The Gnutella2 protocol (often referred to as G2), despite its name, is not a successor protocol of Gnutella nor related to the original Gnutella project, but rather is a completely different protocol that forked from the original project and piggybacked on the Gnutella name. A sore point with many Gnutella developers is that the Gnutella2 name conveys an upgrade or superiority, which led to a flame war. Other criticism included the use of the Gnutella network to bootstrap G2 peers and poor documentation of the G2 protocol. Additionally, the more frequent search retries of the Shareaza client, one of the initial G2 clients, could unnecessarily burden the Gnutella network.
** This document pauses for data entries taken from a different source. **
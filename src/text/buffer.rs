//! Styled text buffer with a logical-line grapheme cache.
//!
//! This module provides [`TextBuffer`], a rope-backed text storage that
//! supports styled segments and per-line grapheme/width caching. Use this
//! for read-only or display-oriented text. For editing with cursor
//! movement and undo, see [`EditBuffer`](super::EditBuffer).

use crate::style::Style;
use crate::text::rope::RopeWrapper;
use crate::text::segment::{StyledChunk, StyledSegment};
use crate::unicode::WidthMethod;
use crate::unicode::grapheme::{GraphemeInfo, grapheme_info};
use std::cell::RefCell;
use std::collections::HashMap;
use std::ops::Range;

#[derive(Clone, Debug)]
struct MemEntry {
    data: String,
    owned: bool,
}

#[derive(Clone, Debug, Default)]
struct MemRegistry {
    entries: Vec<Option<MemEntry>>,
    free_list: Vec<u32>,
}

impl MemRegistry {
    fn register(&mut self, data: &str, owned: bool) -> u32 {
        if let Some(id) = self.free_list.pop() {
            let idx = (id - 1) as usize;
            self.entries[idx] = Some(MemEntry {
                data: data.to_string(),
                owned,
            });
            return id;
        }

        self.entries.push(Some(MemEntry {
            data: data.to_string(),
            owned,
        }));
        self.entries.len() as u32
    }

    fn replace(&mut self, id: u32, data: &str, owned: bool) {
        if id == 0 {
            return;
        }
        let idx = id.saturating_sub(1) as usize;
        if let Some(slot) = self.entries.get_mut(idx) {
            *slot = Some(MemEntry {
                data: data.to_string(),
                owned,
            });
        }
    }

    fn get(&self, id: u32) -> Option<&str> {
        if id == 0 {
            return None;
        }
        let idx = id.saturating_sub(1) as usize;
        self.entries
            .get(idx)
            .and_then(|entry| entry.as_ref().map(|m| m.data.as_str()))
    }
}

/// Per-line grapheme/width cache, invalidated incrementally on edit.
///
/// [`TextBuffer::insert_bytes`]/[`TextBuffer::remove_bytes`] drop only the
/// cache entries for the line(s) an edit actually touches (see
/// [`TextBuffer::invalidate_lines_for_edit`]); config changes that affect
/// every line (tab width, width method) and [`TextBuffer::rope_mut`]
/// callers that bypass the byte-range-aware methods fall back to a full
/// clear via [`TextBuffer::bump_revision`]. Lines are recomputed lazily on
/// first query after invalidation; most callers (a view scrolling through
/// a handful of visible lines) touch a small fraction of lines per
/// revision, so caching the whole buffer up front would waste work a
/// rebuild on scroll never needed.
#[derive(Debug, Default)]
struct LineCache {
    lines: RefCell<HashMap<usize, Vec<GraphemeInfo>>>,
}

impl Clone for LineCache {
    fn clone(&self) -> Self {
        Self {
            lines: RefCell::new(self.lines.borrow().clone()),
        }
    }
}

/// Text buffer with styled segments and a logical-line grapheme cache.
///
/// `TextBuffer` uses a rope data structure internally for O(log n) insertions
/// and deletions, making it suitable for large documents. It also supports:
///
/// - Styled segments for display-time markup/highlighting
/// - Memory registry for efficient string deduplication
/// - Tab width configuration
/// - Unicode width calculation methods, cached per logical line
///
/// For editing with cursor movement and undo/redo, wrap this in an
/// [`EditBuffer`](super::EditBuffer).
#[derive(Clone, Debug, Default)]
pub struct TextBuffer {
    rope: RopeWrapper,
    segments: Vec<StyledSegment>,
    default_style: Style,
    tab_width: u8,
    mem_registry: MemRegistry,
    width_method: WidthMethod,
    revision: u64,
    line_cache: LineCache,
    destroyed: bool,
}
//! `text_engine_core` - Unicode-correct text document engine
//!
//! Grapheme-aware buffers, wrap layout, and logical/visual cursors for
//! terminal UIs: a rope-backed text document with UAX #29 grapheme
//! segmentation, process-wide grapheme interning, and a wrap/layout engine
//! shared between a read-only view and an editable cursor/history layer.

// Crate-level lint configuration
#![warn(unsafe_code)]
#![allow(dead_code)] // Public API functions not yet used internally
#![allow(clippy::cast_possible_truncation)] // Intentional width/offset casts
#![allow(clippy::cast_sign_loss)] // Intentional coordinate conversions
#![allow(clippy::cast_precision_loss)] // Intentional for width math
#![allow(clippy::cast_possible_wrap)] // Intentional coordinate conversions
#![allow(clippy::module_name_repetitions)] // Allow GraphemePool::GraphemeId etc
#![allow(clippy::struct_excessive_bools)] // Some state needs multiple flags
#![allow(clippy::missing_errors_doc)] // Docs WIP
#![allow(clippy::missing_panics_doc)] // Docs WIP
#![allow(clippy::missing_const_for_fn)] // Many functions could be const, not critical
#![allow(clippy::doc_markdown)] // Allow technical names without backticks
#![allow(clippy::use_self)] // Allow explicit type names in impl blocks
#![allow(clippy::format_push_string)] // format! with push_str is fine
#![allow(clippy::needless_pass_by_value)] // Allow pass by value for small Copy types
#![allow(clippy::suboptimal_flops)] // Standard math notation is clearer than mul_add
#![allow(clippy::branches_sharing_code)] // Code clarity over DRY in branching
#![allow(clippy::inherent_to_string)] // to_string methods are convenient
#![allow(clippy::should_implement_trait)] // from_str naming is intentional
#![allow(clippy::collapsible_if)] // Sometimes nested ifs are clearer
#![allow(clippy::cast_lossless)] // as casts are fine for primitive widening
#![allow(clippy::items_after_statements)] // Common pattern in tests
#![allow(clippy::redundant_clone)] // Clones in tests for clarity are fine
#![allow(clippy::semicolon_if_nothing_returned)] // Style preference
#![allow(clippy::needless_collect)] // Collect for assertions is clear

pub mod color;
pub mod error;
pub mod event;
pub mod grapheme_pool;
pub mod style;
pub mod text;
pub mod unicode;

// Re-export core types at crate root
pub use color::Rgba;
pub use error::{Error, Result};
pub use event::{LogLevel, emit_event, emit_log, set_event_callback, set_log_callback};
pub use grapheme_pool::{GraphemeId, GraphemePool};
pub use style::{Style, TextAttributes};

// Re-export the text engine's public surface
pub use text::{
    EditBuffer, EditorView, LineInfo, LocalSelection, RopeWrapper, Selection, StyledSegment,
    TextBuffer, TextBufferView, TextMeasure, Viewport, VisualCursor, WrapMode,
};
pub use unicode::{WidthMethod, set_width_method};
Both protocols have undergone significant changes since the fork in 2002. G2 has advantages and disadvantages compared to Gnutella. An advantage often cited is that Gnutella2's hybrid search is more efficient than the original Gnutella's query flooding. However, Gnutella replaced query flooding with more efficient search methods, starting with Query Routing in 2002. This was proposed in 2001 by Limewire developers. An advantage of Gnutella is its large user base, which numbers in the millions. The G2 network is approximately an order of magnitude smaller. It is difficult to compare the protocols in their current form. The choice of client, on either network, probably affects the end user just as much.